Fixing milestone, this is included in ovirt 4.4.2, and there is no reason to wait for ovirt 4.4.3 for it.
Hi Vojtech, did you mean 'set it to apache CA' instead of 'set it to default engine CA' ? Or should be there the engine CA (/etc/pki/ovirt-engine/ca.pem) Thank you, Petr
> did you mean 'set it to apache CA' instead of 'set it to default engine CA' ? > Or should be there the engine CA (/etc/pki/ovirt-engine/ca.pem) no, default engine CA is apache CA (right now, but it can change), so by default it should point to apache CA
According to comments in code. It looks like that the value should point to Engine certificate which is not changed during using 3rd party certificates In configuration I see [backend_http] # CA file used by HTTP backend client to verify imageio server certificate. # Do not change, oVirt host pki setup is based on this CA. ca_file = /etc/pki/ovirt-engine/ca.pem Downloading and uploading images when using 3rd party certificates works as expected.
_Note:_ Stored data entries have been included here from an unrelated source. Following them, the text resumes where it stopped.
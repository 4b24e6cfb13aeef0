//! Outbound payloads in the aggregator's flat wire layout, and readers for
//! the response fields the provider inspects.
//!
//! Responses stay `serde_json::Value`; the readers here pull out only what
//! the workflow needs and return `None` when a field is missing.

use serde::{Deserialize, Serialize};
use serde_json::{Map, Value};
use shiprocket_core::order::StockLocation;
use shiprocket_core::order_request::{CreateOrderRequest, OrderItem, ShipAddress};
use shiprocket_core::result::json_id;
use shiprocket_core::shipping_option::{PaymentMethod, ShippingMode};

// ---------------------------------------------------------------------------
// Order creation
// ---------------------------------------------------------------------------

/// Shipping-side fields, sent only when they differ from billing.
#[derive(Debug, Clone, PartialEq, Serialize)]
pub struct ShippingFields {
    pub shipping_customer_name: String,
    pub shipping_last_name: String,
    pub shipping_address: String,
    #[serde(skip_serializing_if = "Option::is_none")]
    pub shipping_address_2: Option<String>,
    pub shipping_city: String,
    pub shipping_pincode: String,
    pub shipping_state: String,
    pub shipping_country: String,
    pub shipping_email: String,
    pub shipping_phone: String,
}

impl From<&ShipAddress> for ShippingFields {
    fn from(a: &ShipAddress) -> Self {
        Self {
            shipping_customer_name: a.full_name(),
            shipping_last_name: a.last_name.clone(),
            shipping_address: a.address.clone(),
            shipping_address_2: a.address_2.clone(),
            shipping_city: a.city.clone(),
            shipping_pincode: a.pincode.clone(),
            shipping_state: a.state.clone(),
            shipping_country: a.country.clone(),
            shipping_email: a.email.clone(),
            shipping_phone: a.phone.clone(),
        }
    }
}

/// Body of `orders/create/adhoc`.
#[derive(Debug, Clone, PartialEq, Serialize)]
pub struct AdhocOrderPayload {
    pub order_id: String,
    pub order_date: String,
    pub pickup_location: String,
    pub channel_id: String,
    pub comment: String,
    pub billing_customer_name: String,
    pub billing_last_name: String,
    pub billing_address: String,
    #[serde(skip_serializing_if = "Option::is_none")]
    pub billing_address_2: Option<String>,
    pub billing_city: String,
    pub billing_pincode: String,
    pub billing_state: String,
    pub billing_country: String,
    pub billing_email: String,
    pub billing_phone: String,
    pub shipping_is_billing: bool,
    #[serde(flatten)]
    pub shipping: Option<ShippingFields>,
    pub order_items: Vec<OrderItem>,
    pub payment_method: PaymentMethod,
    pub shipping_charges: f64,
    pub giftwrap_charges: f64,
    pub transaction_charges: f64,
    pub total_discount: f64,
    pub sub_total: f64,
    pub length: f64,
    pub breadth: f64,
    pub height: f64,
    pub weight: f64,
}

impl From<&CreateOrderRequest> for AdhocOrderPayload {
    fn from(r: &CreateOrderRequest) -> Self {
        let billing = &r.billing_address;
        let shipping = if r.shipping_is_billing {
            None
        } else {
            r.shipping_address.as_ref().map(ShippingFields::from)
        };

        Self {
            order_id: r.order_id.clone(),
            order_date: r.order_date.clone(),
            pickup_location: r.pickup_location.clone(),
            channel_id: r.channel_id.clone(),
            comment: r.comment.clone(),
            billing_customer_name: billing.full_name(),
            billing_last_name: billing.last_name.clone(),
            billing_address: billing.address.clone(),
            billing_address_2: billing.address_2.clone(),
            billing_city: billing.city.clone(),
            billing_pincode: billing.pincode.clone(),
            billing_state: billing.state.clone(),
            billing_country: billing.country.clone(),
            billing_email: billing.email.clone(),
            billing_phone: billing.phone.clone(),
            // Without a distinct shipping address the billing one is used.
            shipping_is_billing: shipping.is_none(),
            shipping,
            order_items: r.order_items.clone(),
            payment_method: r.payment_method,
            shipping_charges: r.price.shipping_charges,
            giftwrap_charges: r.price.giftwrap_charges,
            transaction_charges: r.price.transaction_charges,
            total_discount: r.price.total_discount,
            sub_total: r.price.sub_total,
            length: r.package.length,
            breadth: r.package.breadth,
            height: r.package.height,
            weight: r.package.weight,
        }
    }
}

/// Body of `orders/create/return`, supplied by the host as-is.
#[derive(Debug, Clone, PartialEq, Serialize, Deserialize)]
pub struct ReturnOrderRequest {
    pub order_id: String,
    pub order_date: String,
    pub channel_id: String,
    pub pickup_customer_name: String,
    #[serde(default)]
    pub pickup_last_name: String,
    pub pickup_address: String,
    #[serde(default, skip_serializing_if = "Option::is_none")]
    pub pickup_address_2: Option<String>,
    pub pickup_city: String,
    pub pickup_pincode: String,
    pub pickup_state: String,
    pub pickup_country: String,
    pub pickup_email: String,
    pub pickup_phone: String,
    pub order_items: Vec<OrderItem>,
    pub payment_method: PaymentMethod,
    #[serde(default)]
    pub total_discount: f64,
    pub sub_total: f64,
    pub length: f64,
    pub breadth: f64,
    pub height: f64,
    pub weight: f64,
}

// ---------------------------------------------------------------------------
// Serviceability
// ---------------------------------------------------------------------------

/// Query string of `courier/serviceability`.
#[derive(Debug, Clone, PartialEq, Serialize)]
pub struct DomesticServiceabilityQuery {
    pub pickup_postcode: String,
    pub delivery_postcode: String,
    pub cod: u8,
    pub weight: f64,
    pub length: f64,
    pub breadth: f64,
    pub height: f64,
    pub mode: ShippingMode,
    pub is_return: u8,
    pub declared_value: f64,
    pub order_id: String,
}

/// Query string of `courier/international/serviceability`.
#[derive(Debug, Clone, PartialEq, Serialize)]
pub struct InternationalServiceabilityQuery {
    pub pickup_postcode: String,
    pub delivery_country: String,
    pub cod: u8,
    pub weight: f64,
    pub currency: String,
    pub order_id: String,
}

pub fn domestic_cod_flag(cod: bool) -> u8 {
    u8::from(cod)
}

/// International queries send `1` when cash on delivery is NOT requested.
/// This mirrors the deployed integration and awaits product confirmation
/// before being aligned with [`domestic_cod_flag`].
pub fn international_cod_flag(cod: bool) -> u8 {
    u8::from(!cod)
}

// ---------------------------------------------------------------------------
// Pickup locations
// ---------------------------------------------------------------------------

/// Body of `settings/company/addpickup`.
#[derive(Debug, Clone, PartialEq, Serialize)]
pub struct PickupLocationRequest {
    pub pickup_location: String,
    pub name: String,
    pub email: String,
    pub phone: String,
    pub address: String,
    #[serde(skip_serializing_if = "Option::is_none")]
    pub address_2: Option<String>,
    pub city: String,
    pub state: String,
    pub country: String,
    pub pin_code: String,
}

impl PickupLocationRequest {
    /// Register `location` under `pickup_location`. The contact email is
    /// synthesized as `<phone>@<company>.com`, lowercased without spaces.
    pub fn from_stock_location(pickup_location: &str, location: &StockLocation) -> Self {
        let address = &location.address;
        let company = address.company.clone().unwrap_or_default();
        let phone = address.phone.clone().unwrap_or_default();
        let email = format!("{phone}@{company}.com")
            .to_lowercase()
            .replace(' ', "");

        Self {
            pickup_location: pickup_location.to_string(),
            name: company,
            email,
            phone,
            address: address.address_1.clone(),
            address_2: address.address_2.clone(),
            city: address.city.clone(),
            state: address.province.clone().unwrap_or_default(),
            country: address.country_name(),
            pin_code: address.postal_code.clone(),
        }
    }
}

// ---------------------------------------------------------------------------
// Courier, documents & cancellation
// ---------------------------------------------------------------------------

/// Body of `courier/assign/awb`.
#[derive(Debug, Clone, PartialEq, Serialize)]
pub struct AssignAwbRequest {
    pub shipment_id: String,
    #[serde(skip_serializing_if = "Option::is_none")]
    pub courier_id: Option<String>,
    #[serde(skip_serializing_if = "Option::is_none")]
    pub status: Option<String>,
}

/// Body of `courier/generate/pickup`.
#[derive(Debug, Clone, PartialEq, Serialize)]
pub struct PickupRequest {
    pub shipment_id: Vec<String>,
    #[serde(skip_serializing_if = "Vec::is_empty")]
    pub pickup_date: Vec<String>,
    #[serde(skip_serializing_if = "Option::is_none")]
    pub retry: Option<String>,
}

#[derive(Debug, Clone, PartialEq, Serialize)]
pub struct ShipmentIds {
    pub shipment_id: Vec<String>,
}

#[derive(Debug, Clone, PartialEq, Serialize)]
pub struct OrderIds {
    pub order_ids: Vec<String>,
}

/// `{ids}` body shared by invoice printing and order cancellation.
#[derive(Debug, Clone, PartialEq, Serialize)]
pub struct Ids {
    pub ids: Vec<String>,
}

#[derive(Debug, Clone, PartialEq, Serialize)]
pub struct Awbs {
    pub awbs: Vec<String>,
}

// ---------------------------------------------------------------------------
// Response readers
// ---------------------------------------------------------------------------

/// Names of the registered pickup locations in a `settings/company/pickup`
/// response.
pub fn pickup_location_names(body: &Value) -> Vec<String> {
    body.pointer("/data/shipping_address")
        .and_then(Value::as_array)
        .map(|addresses| {
            addresses
                .iter()
                .filter_map(|a| a.get("pickup_location").and_then(Value::as_str))
                .map(str::to_string)
                .collect()
        })
        .unwrap_or_default()
}

/// Whether `addpickup` reported success.
pub fn pickup_location_created(body: &Value) -> bool {
    body.get("success").and_then(Value::as_bool).unwrap_or(false)
}

/// The aggregator's order id in an order-creation response.
pub fn created_order_id(body: &Value) -> Option<String> {
    body.get("order_id").and_then(json_id)
}

pub fn created_shipment_id(body: &Value) -> Option<String> {
    body.get("shipment_id").and_then(json_id)
}

/// The assignment payload (`response.data`) of an AWB response.
pub fn awb_assignment(body: &Value) -> Option<&Map<String, Value>> {
    body.pointer("/response/data").and_then(Value::as_object)
}

pub fn awb_code(body: &Value) -> Option<String> {
    body.pointer("/response/data/awb_code").and_then(json_id)
}

/// True when a document response lists ids it could not produce.
pub fn has_not_created(body: &Value) -> bool {
    body.get("not_created")
        .and_then(Value::as_array)
        .is_some_and(|ids| !ids.is_empty())
}

pub fn label_url(body: &Value) -> Option<&str> {
    body.get("label_url").and_then(Value::as_str)
}

pub fn invoice_created(body: &Value) -> bool {
    body.get("is_invoice_created")
        .and_then(Value::as_bool)
        .unwrap_or(false)
}

pub fn invoice_url(body: &Value) -> Option<&str> {
    body.get("invoice_url").and_then(Value::as_str)
}

pub fn manifest_url(body: &Value) -> Option<&str> {
    body.get("manifest_url").and_then(Value::as_str)
}

/// Scheduling details of a `courier/generate/pickup` response.
pub fn pickup_summary(body: &Value) -> Map<String, Value> {
    let response = body.get("response");
    let field = |key: &str| {
        response
            .and_then(|r| r.get(key))
            .cloned()
            .unwrap_or(Value::Null)
    };

    let mut summary = Map::new();
    summary.insert(
        "pickup_status".into(),
        body.get("pickup_status").cloned().unwrap_or(Value::Null),
    );
    summary.insert("pickup_scheduled_date".into(), field("pickup_scheduled_date"));
    summary.insert("pickup_token_number".into(), field("pickup_token_number"));
    summary.insert("status".into(), field("status"));
    summary.insert("pickup_generated_date".into(), field("pickup_generated_date"));
    summary
}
Verified in # rpm -qa | grep ovirt-imageio ovirt-imageio-common-2.0.10-1.el8ev.x86_64 ovirt-imageio-daemon-2.0.10-1.el8ev.x86_64
This bugzilla is included in oVirt 4.4.2 release, published on September 17th 2020. Since the problem described in this bug report should be resolved in oVirt 4.4.2 release, it has been closed with a resolution of CURRENT RELEASE. If the solution does not work for you, please open a new bug report.